At least, that’s what Joe thought. And if Joe thought it, others might be thinking it, too. So, he named his bakery in honor of his daughter, Dana.
For the past 37 years, Joe has been turning on the ovens in his Homewood shop around 12 midnight, Monday through Saturday, to prepare for a day that begins at 6 a.m. when the doors open, and ends around 7 p.m. when they close.

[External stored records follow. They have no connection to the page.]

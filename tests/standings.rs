//! Integration tests for group tables, tie-breaks and the third-place pool.

mod common;

use common::{group_match_id, play, play_group_in_order, team_ids, tournament};
use football_tournament_web::{
    aggregate_thirds, build_table, rank, recompute, select, Criterion, GameMatch, Group, Phases,
    RankMode, Score, TableLine, Team, Tournament,
};

fn order(lines: &[TableLine]) -> Vec<&str> {
    lines.iter().map(|l| l.team.as_str()).collect()
}

#[test]
fn distinct_points_rank_by_points() {
    let mut t = tournament();
    play_group_in_order(&mut t, "A", 3);
    let group = t.group("A").unwrap();
    let table = build_table(group, &t.matches);

    assert_eq!(order(&table), vec!["A1", "A2", "A3", "A4"]);
    let points: Vec<u32> = table.iter().map(|l| l.points()).collect();
    assert_eq!(points, vec![9, 6, 3, 0]);
    assert!(table.iter().all(|l| l.played() == 3));
}

#[test]
fn unplayed_group_keeps_configured_order() {
    let t = tournament();
    let table = build_table(t.group("B").unwrap(), &t.matches);
    assert_eq!(order(&table), vec!["B1", "B2", "B3", "B4"]);
    assert!(table.iter().all(|l| l.played() == 0 && l.points() == 0));
}

/// One group "E" with `ids` in configured order and every fixture played with one period.
fn single_group(ids: &[&str], fixtures: &[(&str, &str, &str, u32, u32)]) -> Tournament {
    let ids: Vec<String> = ids.iter().map(|s| s.to_string()).collect();
    let teams = ids.iter().map(|id| Team::new(id.clone(), id.clone())).collect();
    let group = Group::new("E", "Group E", ids);
    let matches = fixtures
        .iter()
        .map(|&(id, home, away, hg, ag)| {
            let mut m = GameMatch::new(id, "v", common::kickoff(11), "G:E", home, away);
            m.scoreboard.periods.push(Score::new(hg, ag));
            m
        })
        .collect();
    Tournament::new(teams, vec![group], matches)
}

/// W and X finish level on points (4), goal difference (0) and goals (3); W won their meeting 2-1.
fn head_to_head_group() -> Tournament {
    single_group(
        &["X", "Y", "Z", "W"],
        &[
            ("E-1", "W", "X", 2, 1),
            ("E-2", "Y", "W", 1, 0),
            ("E-3", "W", "Z", 1, 1),
            ("E-4", "X", "Y", 1, 0),
            ("E-5", "Z", "X", 1, 1),
            ("E-6", "Y", "Z", 3, 0),
        ],
    )
}

#[test]
fn head_to_head_breaks_full_tie() {
    let t = head_to_head_group();
    let table = build_table(&t.groups[0], &t.matches);

    assert_eq!(order(&table), vec!["Y", "W", "X", "Z"]);
    let (w, x) = (&table[1], &table[2]);
    assert_eq!((w.points(), w.goal_difference(), w.goals_for), (4, 0, 3));
    assert_eq!((x.points(), x.goal_difference(), x.goals_for), (4, 0, 3));
}

#[test]
fn three_way_tie_ranked_by_results_among_them() {
    // P, Q and R: 4 points, goal difference 0, 2 goals each. S has 4 goals and ranks first.
    // Among the three: R 4 points, Q 3, P 1.
    let t = single_group(
        &["P", "Q", "R", "S"],
        &[
            ("E-1", "P", "Q", 0, 1),
            ("E-2", "Q", "R", 0, 1),
            ("E-3", "P", "R", 0, 0),
            ("E-4", "S", "P", 1, 2),
            ("E-5", "Q", "S", 1, 1),
            ("E-6", "R", "S", 1, 2),
        ],
    );
    let table = build_table(&t.groups[0], &t.matches);

    assert_eq!(order(&table), vec!["S", "R", "Q", "P"]);
    for line in &table[1..] {
        assert_eq!((line.points(), line.goal_difference(), line.goals_for), (4, 0, 2));
    }
}

#[test]
fn three_way_circle_keeps_configured_order() {
    // Q beat P, R beat Q, P beat R, all 1-0; each drew S 0-0.
    let t = single_group(
        &["R", "P", "Q", "S"],
        &[
            ("E-1", "P", "Q", 0, 1),
            ("E-2", "Q", "R", 0, 1),
            ("E-3", "P", "R", 1, 0),
            ("E-4", "S", "P", 0, 0),
            ("E-5", "Q", "S", 0, 0),
            ("E-6", "R", "S", 0, 0),
        ],
    );
    let table = build_table(&t.groups[0], &t.matches);

    assert_eq!(order(&table), vec!["R", "P", "Q", "S"]);
    assert_eq!(table[3].points(), 3);
}

#[test]
fn head_to_head_ignored_across_groups() {
    let t = head_to_head_group();
    let table = build_table(&t.groups[0], &t.matches);
    // X before W in input: without head-to-head the input order stands.
    let pool = vec![table[2].clone(), table[1].clone()];
    let ranked = rank(pool, RankMode::CrossGroup, &t.matches);
    assert_eq!(order(&ranked), vec!["X", "W"]);
}

#[test]
fn ranking_ignores_match_order() {
    let mut t = tournament();
    play_group_in_order(&mut t, "A", 3);
    play(&mut t, &group_match_id("A", 0), 0, 0);
    let expected = build_table(t.group("A").unwrap(), &t.matches);

    let mut reversed = t.matches.clone();
    reversed.reverse();
    for _ in 0..3 {
        assert_eq!(build_table(t.group("A").unwrap(), &reversed), expected);
    }
}

#[test]
fn third_place_pool_ranks_across_groups() {
    let mut t = tournament();
    for (g, margin) in [("A", 2), ("B", 1), ("C", 5), ("D", 4)] {
        play_group_in_order(&mut t, g, margin);
    }
    recompute(&mut t, Phases::ALL);

    assert_eq!(order(&t.third_placed.table), vec!["C3", "D3", "A3", "B3"]);
    assert_eq!(aggregate_thirds(&t.groups, &t.matches), t.third_placed.table);
    assert!(t.third_placed.table.iter().all(|l| l.team.ends_with('3')));
}

#[test]
fn tables_are_rebuilt_not_patched() {
    let mut t = tournament();
    play_group_in_order(&mut t, "C", 2);
    recompute(&mut t, Phases::ALL);
    recompute(&mut t, Phases::ALL);

    let group = t.group("C").unwrap();
    assert_eq!(group.table[0].wins, 3);
    assert_eq!(group.table.iter().map(|l| l.played()).sum::<u32>(), 12);
}

#[test]
fn classifier_selects_by_each_criterion() {
    let mut t = tournament();
    play_group_in_order(&mut t, "A", 3);
    recompute(&mut t, Phases::ALL);
    let ids = team_ids("A");
    let a1 = &ids[0];

    assert_eq!(select(&t.matches, Criterion::Group("A")).len(), 6);
    // Three group fixtures plus KO1, where "A:1" has resolved.
    assert_eq!(select(&t.matches, Criterion::Team(a1)).len(), 4);
    assert_eq!(select(&t.matches, Criterion::Category("KO")).len(), 7);
    assert_eq!(select(&t.matches, Criterion::Category("KO:8")).len(), 4);
    assert_eq!(select(&t.matches, Criterion::Played(true)).len(), 6);
    assert_eq!(select(&t.matches, Criterion::Played(false)).len(), 25);
    assert_eq!(select(&t.matches, Criterion::Venue("venue-ko")).len(), 7);
    assert_eq!(
        select(&t.matches, Criterion::Date(common::kickoff(25).date())).len(),
        2
    );

    let ids: Vec<&str> = select(&t.matches, Criterion::Group("B"))
        .iter()
        .map(|m| m.id.as_str())
        .collect();
    assert_eq!(ids, vec!["B-1", "B-2", "B-3", "B-4", "B-5", "B-6"]);
}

“I take power naps here and there,” he says, not keeping track of the hours he’s worked. Why should he? As far as Joe’s concerned, it’s a job. His job. One that’s kept the glass-encased displays in his shotgun-style shop filled with sugar-dusted, apple-raisin, blueberry, and peach turnovers, lady locks bloated with cream, sheets of brownies covered in gooey chocolate icing, and spongy donuts that cost 65 cents each.
He has no idea how many cookies he bakes each week. Each could fit in the palm of your hand: sandies, chocolate chip, oatmeal raisin, marble, chocolate drops, and peanut butter thumb prints that will set you back a quarter or $3 a dozen.

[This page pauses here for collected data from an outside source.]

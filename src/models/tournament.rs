//! Tournament (the in-memory snapshot) and TournamentError.

use crate::models::game::{GameMatch, MatchId, Side};
use crate::models::group::{Group, GroupId, THIRD_PLACED_GROUP_ID};
use crate::models::team::{Settings, Team, TeamId, Venue};
use serde::{Deserialize, Serialize};
use std::collections::HashSet;
use uuid::Uuid;

/// Errors that can occur while validating or resolving a tournament.
#[derive(Clone, Debug, Eq, PartialEq)]
pub enum TournamentError {
    /// A team reference matches no known grammar.
    MalformedReference(String),
    /// A reference or category names a group that does not exist.
    UnknownGroup(GroupId),
    /// A reference or mutation names a match that does not exist.
    UnknownMatch(MatchId),
    /// A winner reference leads back to the match it is being resolved for.
    CircularReference(MatchId),
    /// A group match or group names a team that does not exist.
    UnknownTeam(TeamId),
    /// "<group>:<n>" where the group has fewer than n teams.
    TablePositionOutOfRange { group: GroupId, position: usize },
    /// Two teams, groups, venues or matches share an id.
    DuplicateId(String),
    /// A loaded group uses the id reserved for the third-place pool.
    ReservedGroupId,
}

impl std::fmt::Display for TournamentError {
    fn fmt(&self, f: &mut std::fmt::Formatter<'_>) -> std::fmt::Result {
        match self {
            TournamentError::MalformedReference(r) => write!(f, "Malformed team reference '{}'", r),
            TournamentError::UnknownGroup(g) => write!(f, "Unknown group '{}'", g),
            TournamentError::UnknownMatch(m) => write!(f, "Unknown match '{}'", m),
            TournamentError::CircularReference(m) => {
                write!(f, "Winner of match '{}' depends on itself", m)
            }
            TournamentError::UnknownTeam(t) => write!(f, "Unknown team '{}'", t),
            TournamentError::TablePositionOutOfRange { group, position } => {
                write!(f, "Group '{}' has no position {}", group, position)
            }
            TournamentError::DuplicateId(id) => write!(f, "Duplicate id '{}'", id),
            TournamentError::ReservedGroupId => {
                write!(f, "Group id '{}' is reserved for the third-place pool", THIRD_PLACED_GROUP_ID)
            }
        }
    }
}

impl std::error::Error for TournamentError {}

/// Unique identifier for a loaded tournament (host side).
pub type TournamentId = Uuid;

/// Full tournament snapshot: teams, groups, matches, and the derived third-place pool.
#[derive(Clone, Debug, Serialize, Deserialize)]
pub struct Tournament {
    #[serde(default)]
    pub venues: Vec<Venue>,
    pub teams: Vec<Team>,
    /// Real groups, in order.
    pub groups: Vec<Group>,
    /// Cross-group pool of third-placed teams. Rebuilt on every recompute, never persisted.
    #[serde(skip, default = "Group::third_placed")]
    pub third_placed: Group,
    pub matches: Vec<GameMatch>,
    #[serde(default)]
    pub settings: Settings,
}

impl Tournament {
    /// Create a tournament from loaded collections. Tables and slots start empty.
    pub fn new(teams: Vec<Team>, groups: Vec<Group>, matches: Vec<GameMatch>) -> Self {
        Self {
            venues: Vec::new(),
            teams,
            groups,
            third_placed: Group::third_placed(),
            matches,
            settings: Settings::default(),
        }
    }

    pub fn team(&self, id: &str) -> Option<&Team> {
        self.teams.iter().find(|t| t.id == id)
    }

    pub fn group(&self, id: &str) -> Option<&Group> {
        self.groups.iter().find(|g| g.id == id)
    }

    pub fn get_match(&self, id: &str) -> Option<&GameMatch> {
        self.matches.iter().find(|m| m.id == id)
    }

    /// Mutable reference to a match by id.
    pub fn get_match_mut(&mut self, id: &str) -> Option<&mut GameMatch> {
        self.matches.iter_mut().find(|m| m.id == id)
    }

    /// Check ids and cross references. The host calls this before accepting a snapshot.
    pub fn validate(&self) -> Result<(), TournamentError> {
        check_unique(self.teams.iter().map(|t| t.id.as_str()))?;
        check_unique(self.venues.iter().map(|v| v.id.as_str()))?;
        check_unique(self.groups.iter().map(|g| g.id.as_str()))?;
        check_unique(self.matches.iter().map(|m| m.id.as_str()))?;

        if self.groups.iter().any(|g| g.is_third_placed()) {
            return Err(TournamentError::ReservedGroupId);
        }
        for group in &self.groups {
            check_unique(group.teams.iter().map(String::as_str))?;
            if let Some(unknown) = group.teams.iter().find(|t| self.team(t).is_none()) {
                return Err(TournamentError::UnknownTeam(unknown.clone()));
            }
        }
        for m in &self.matches {
            let Some(group_id) = m.group_id() else {
                continue;
            };
            if self.group(group_id).is_none() {
                return Err(TournamentError::UnknownGroup(group_id.to_string()));
            }
            for side in Side::BOTH {
                let reference = m.team_references.get(side);
                if self.team(reference).is_none() {
                    return Err(TournamentError::UnknownTeam(reference.clone()));
                }
            }
        }
        Ok(())
    }
}

fn check_unique<'a>(ids: impl Iterator<Item = &'a str>) -> Result<(), TournamentError> {
    let mut seen = HashSet::new();
    for id in ids {
        if !seen.insert(id) {
            return Err(TournamentError::DuplicateId(id.to_string()));
        }
    }
    Ok(())
}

“Yellow batter is what people enjoy the most,” he says, pointing to four perfectly round cakes occupying the top shelf. “Then I ice them: chocolate, vanilla, coconut, usually.”
The equipment he accumulated was given to him from other nearby bakeries like Stagno’s and Wolfat’s. He didn’t have to go to the bank for a single penny to start whipping up his sweet potato pie, spice bars, upside down pineapple and cupcakes. When he eventually did go a few years ago to borrow $3,000 to open a second shop, the bank wouldn’t give him the loan.

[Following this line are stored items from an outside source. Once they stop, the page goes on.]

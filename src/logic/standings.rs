//! Group tables: fold match results into lines, then rank.

use crate::logic::classifier::{select, Criterion};
use crate::logic::tiebreak::{rank, RankMode};
use crate::models::{GameMatch, Group, TableLine};

/// Build the ranked table of `group` from scratch.
///
/// Starts with one empty line per team in configured order, folds every result of the group's
/// matches into both teams' lines (unplayed matches add nothing), then ranks.
pub fn build_table(group: &Group, matches: &[GameMatch]) -> Vec<TableLine> {
    let group_matches = select(matches, Criterion::Group(&group.id));
    let lines = group
        .teams
        .iter()
        .map(|team| {
            let mut line = TableLine::new(team.as_str(), group.id.as_str());
            for m in &group_matches {
                line.add_match_result(m);
            }
            line
        })
        .collect();
    rank(lines, RankMode::Group, matches)
}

“It just wasn’t in God’s plan, that’s all,” he says evenly.
For most of his life, Joe has been baking.
Right out of high school, he got a job at a wholesale bakery in McKeesport washing dishes and pots, mostly. Before long, he learned how to handmake everything those machines whipped out in bulk. Opening his own business had to wait, though.
His father was a foreman on the B&O railroad. This is good work, Joe, he said.
So, Joe went to work on the tracks. But it wasn’t pleasant being outside on the tracks in the dead of a Pittsburgh winter, and Joe quit.
Then he went down to the mill, but changed his mind the next day.
You ain’t never gonna work in this mill again, the foreman reprimanded him sternly.
Good, was Joe’s reply. Never really wanted to.
Instead, he set up shop on North Homewood Avenue, called the place “Dana’s Bakery” and fired up the oven.
Four decades later, Joe still hasn’t tired of any of it: not the sticky-sweet aromas that lure people in as they try to pass on by, nor the long hours or lack of sleep. Why would he?
“If you love what you do, it’s alright,” he smiles.